Intuitive had another standout year in Fiscal 2022, with impressive results that reflect the company’s strong position in the market. Although the number of new da Vinci system installations was down by 6% compared to the previous year, this is hardly a cause for concern.
With more and more systems already in use around the world, it’s only natural that the number of potential new customers decreases. What’s really worth celebrating is the company’s recurring revenues, which are a testament to the ongoing use and effectiveness of the da Vinci systems.
In fact, recurring revenues made up a whopping 79% of total revenues for the year and grew by an impressive 15% compared to the previous fiscal year. Accordingly, total revenues for the year amounted to $6.2 billion, up 9% year-over-year.
Specifically, procedure growth for 2022 was 18%, bringing the three-year compound annual growth rate of procedures to 15%, clearly illustrating the growing demand for minimally-invasive procedures over traditional ones. International markets continue to be Intuitive’s stronger revenue growth driver, with procedures growth of 22% versus domestic growth of 16%.
However, net income declined by 22.3% to $1.32 billion for the year. Still, this was only due to operating expenses growing by 23% because of Intuitive’s strategy to advance its platform capabilities and digital products, expand into markets outside of the U.S., and support regulatory clearances and clinical trials. Net income should resume its growth this year in the absence of such special items.
Does Intuitive Surgical’s Capital Return Strategy Make Sense?
With Intuitive’s revenues and profits gradually advancing, the company has employed a straightforward capital return strategy – that of repurchasing its own stock. Last year, the company repurchased $2.8 billion worth of shares.
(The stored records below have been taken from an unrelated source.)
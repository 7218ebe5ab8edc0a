//! SQLite file catalogue.
//!
//! One table, `files`, keyed by (source_path, destination_path). Paths are
//! stored as their raw bytes so names that are not UTF-8 survive a round
//! trip. A catalogue handle holds an exclusive transaction from `open` until
//! `commit`, so a job sees no outside writes and publishes its changes once.

use std::path::{Path, PathBuf, MAIN_SEPARATOR};

use rusqlite::{params, Connection, OptionalExtension};

use super::{CatalogStore, FileRecord, RecordKey};
use crate::error::{BackupError, Result};

fn init_schema(conn: &Connection) -> rusqlite::Result<()> {
    conn.execute(
        "CREATE TABLE IF NOT EXISTS files (
            source_path BLOB NOT NULL,
            dest_path BLOB NOT NULL,
            file_name TEXT NOT NULL,
            modified_ns INTEGER NOT NULL,
            content_hash BLOB,
            PRIMARY KEY (source_path, dest_path)
        )",
        [],
    )?;

    Ok(())
}

/// Catalogue handle. Open once per job.
pub struct SqliteCatalog {
    conn: Connection,
    in_transaction: bool,
}

impl SqliteCatalog {
    pub fn open(path: &Path) -> Result<Self> {
        if let Some(parent) = path.parent().filter(|p| !p.as_os_str().is_empty()) {
            std::fs::create_dir_all(parent).map_err(|e| BackupError::io(parent, e))?;
        }

        Self::from_connection(Connection::open(path)?)
    }

    pub fn open_in_memory() -> Result<Self> {
        Self::from_connection(Connection::open_in_memory()?)
    }

    fn from_connection(conn: Connection) -> Result<Self> {
        init_schema(&conn)?;
        conn.execute_batch("BEGIN EXCLUSIVE;")?;
        Ok(SqliteCatalog {
            conn,
            in_transaction: true,
        })
    }

    /// All records in the catalogue, across every job.
    pub fn all_records(&self) -> Result<Vec<FileRecord>> {
        let mut stmt = self.conn.prepare(
            "SELECT source_path, dest_path, file_name, modified_ns, content_hash
             FROM files
             ORDER BY source_path, dest_path",
        )?;

        let records = stmt.query_map([], record_from_row)?
            .collect::<std::result::Result<Vec<_>, _>>()?;

        Ok(records)
    }

    // the transaction is reopened so the handle stays usable after a commit
    fn begin_if_needed(&mut self) -> Result<()> {
        if !self.in_transaction {
            self.conn.execute_batch("BEGIN EXCLUSIVE;")?;
            self.in_transaction = true;
        }
        Ok(())
    }
}

impl CatalogStore for SqliteCatalog {
    fn find(&self, key: &RecordKey) -> Result<Option<FileRecord>> {
        let record = self
            .conn
            .query_row(
                "SELECT source_path, dest_path, file_name, modified_ns, content_hash
                 FROM files
                 WHERE source_path = ?1 AND dest_path = ?2",
                params![path_bytes(&key.source_path), path_bytes(&key.dest_path)],
                record_from_row,
            )
            .optional()?;

        Ok(record)
    }

    fn upsert(&mut self, record: FileRecord) -> Result<()> {
        self.begin_if_needed()?;

        let mut stmt = self.conn.prepare_cached(
            "INSERT INTO files (source_path, dest_path, file_name, modified_ns, content_hash)
             VALUES (?1, ?2, ?3, ?4, ?5)
             ON CONFLICT (source_path, dest_path) DO UPDATE SET
                file_name = excluded.file_name,
                modified_ns = excluded.modified_ns,
                content_hash = excluded.content_hash",
        )?;

        stmt.execute(params![
            path_bytes(&record.source_path),
            path_bytes(&record.dest_path),
            record.file_name,
            record.modified_ns,
            record.content_hash,
        ])?;

        Ok(())
    }

    fn remove(&mut self, key: &RecordKey) -> Result<()> {
        self.begin_if_needed()?;

        self.conn.execute(
            "DELETE FROM files WHERE source_path = ?1 AND dest_path = ?2",
            params![path_bytes(&key.source_path), path_bytes(&key.dest_path)],
        )?;

        Ok(())
    }

    fn records_under_root(&self, source_root: &Path) -> Result<Vec<FileRecord>> {
        let separator = MAIN_SEPARATOR.to_string();
        let root = path_bytes(source_root);
        let mut prefix = root.clone();
        if !prefix.ends_with(separator.as_bytes()) {
            prefix.extend_from_slice(separator.as_bytes());
        }

        // substr on blobs compares raw bytes, so the match is exact and case sensitive
        let mut stmt = self.conn.prepare(
            "SELECT source_path, dest_path, file_name, modified_ns, content_hash
             FROM files
             WHERE source_path = ?1 OR substr(source_path, 1, length(?2)) = ?2
             ORDER BY source_path, dest_path",
        )?;

        let records = stmt.query_map(params![root, prefix], record_from_row)?
            .collect::<std::result::Result<Vec<_>, _>>()?;

        Ok(records)
    }

    fn commit(&mut self) -> Result<()> {
        if self.in_transaction {
            self.conn.execute_batch("COMMIT;")?;
            self.in_transaction = false;
        }
        Ok(())
    }
}

#[cfg(unix)]
fn path_bytes(path: &Path) -> Vec<u8> {
    use std::os::unix::ffi::OsStrExt;
    path.as_os_str().as_bytes().to_vec()
}

#[cfg(unix)]
fn path_from_bytes(bytes: Vec<u8>) -> PathBuf {
    use std::ffi::OsString;
    use std::os::unix::ffi::OsStringExt;
    PathBuf::from(OsString::from_vec(bytes))
}

// windows paths that are not valid unicode cannot be stored exactly
#[cfg(not(unix))]
fn path_bytes(path: &Path) -> Vec<u8> {
    path.to_string_lossy().into_owned().into_bytes()
}

#[cfg(not(unix))]
fn path_from_bytes(bytes: Vec<u8>) -> PathBuf {
    PathBuf::from(String::from_utf8_lossy(&bytes).into_owned())
}

fn record_from_row(row: &rusqlite::Row) -> rusqlite::Result<FileRecord> {
    Ok(FileRecord {
        source_path: path_from_bytes(row.get(0)?),
        dest_path: path_from_bytes(row.get(1)?),
        file_name: row.get(2)?,
        modified_ns: row.get(3)?,
        content_hash: row.get(4)?,
    })
}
This amount was much larger than its underlying profits, but with its net cash position standing tall ($4 billion at the end of Fiscal 2022) and the stock trading lower from its October 2021 highs, it likely felt like a decent opportunity to do so.
However, it’s debatable whether the company’s capital return strategy makes sense, in my view. As I mentioned earlier, despite Intuitive’s correcting over the past year, it’s still trading at a premium valuation. For instance, the stock’s forward P/E currently stands at about 45.
The $2.8 billion worth of stock repurchased was able to reduce the company’s share count by just 1.7%, which indicates that management could be overpaying for its own stock at its current valuation levels.
Is ISRG Stock a Buy, According to Analysts?
Turning to Wall Street, Intuitive Surgical has a Strong Buy consensus rating based on 12 Buys and four Holds assigned in the past three months. At $276.94, the average Intuitive Surgical stock forecast implies 17.9% upside potential.
Is Intuitive Surgical’s Investment Case Worth Considering?
Intuitive Surgical’s investment case can be polarizing. On the one hand, it dominates the robotic-assisted surgery industry with an ever-growing number of installed systems. As demand for minimally-invasive procedures continues to rise, recurring revenues from procedures and services are poised for sustained growth. And let’s not forget that ISRG’s balance sheet boasts $0 of long-term debt, a rare and attractive characteristic in today’s rising-rate environment.
But on the other hand, it’s hard to ignore the potential risks of the company’s current valuation levels. Despite analysts projecting mid-teens earnings-per-share growth over the medium term, the stock appears quite expensive at a forward P/E of 45.
Plus, if Intuitive chooses to reinvest its growing revenues into future capabilities, as it did in Fiscal 2022, net income growth may lag, and shares could experience a significant valuation multiple compression. This scenario would only worsen things for Intuitive, as it would confirm that the company overpaid for the stock it recently repurchased. Hence, investors who require a notable margin of safety should most likely stay on the sidelines for the time being.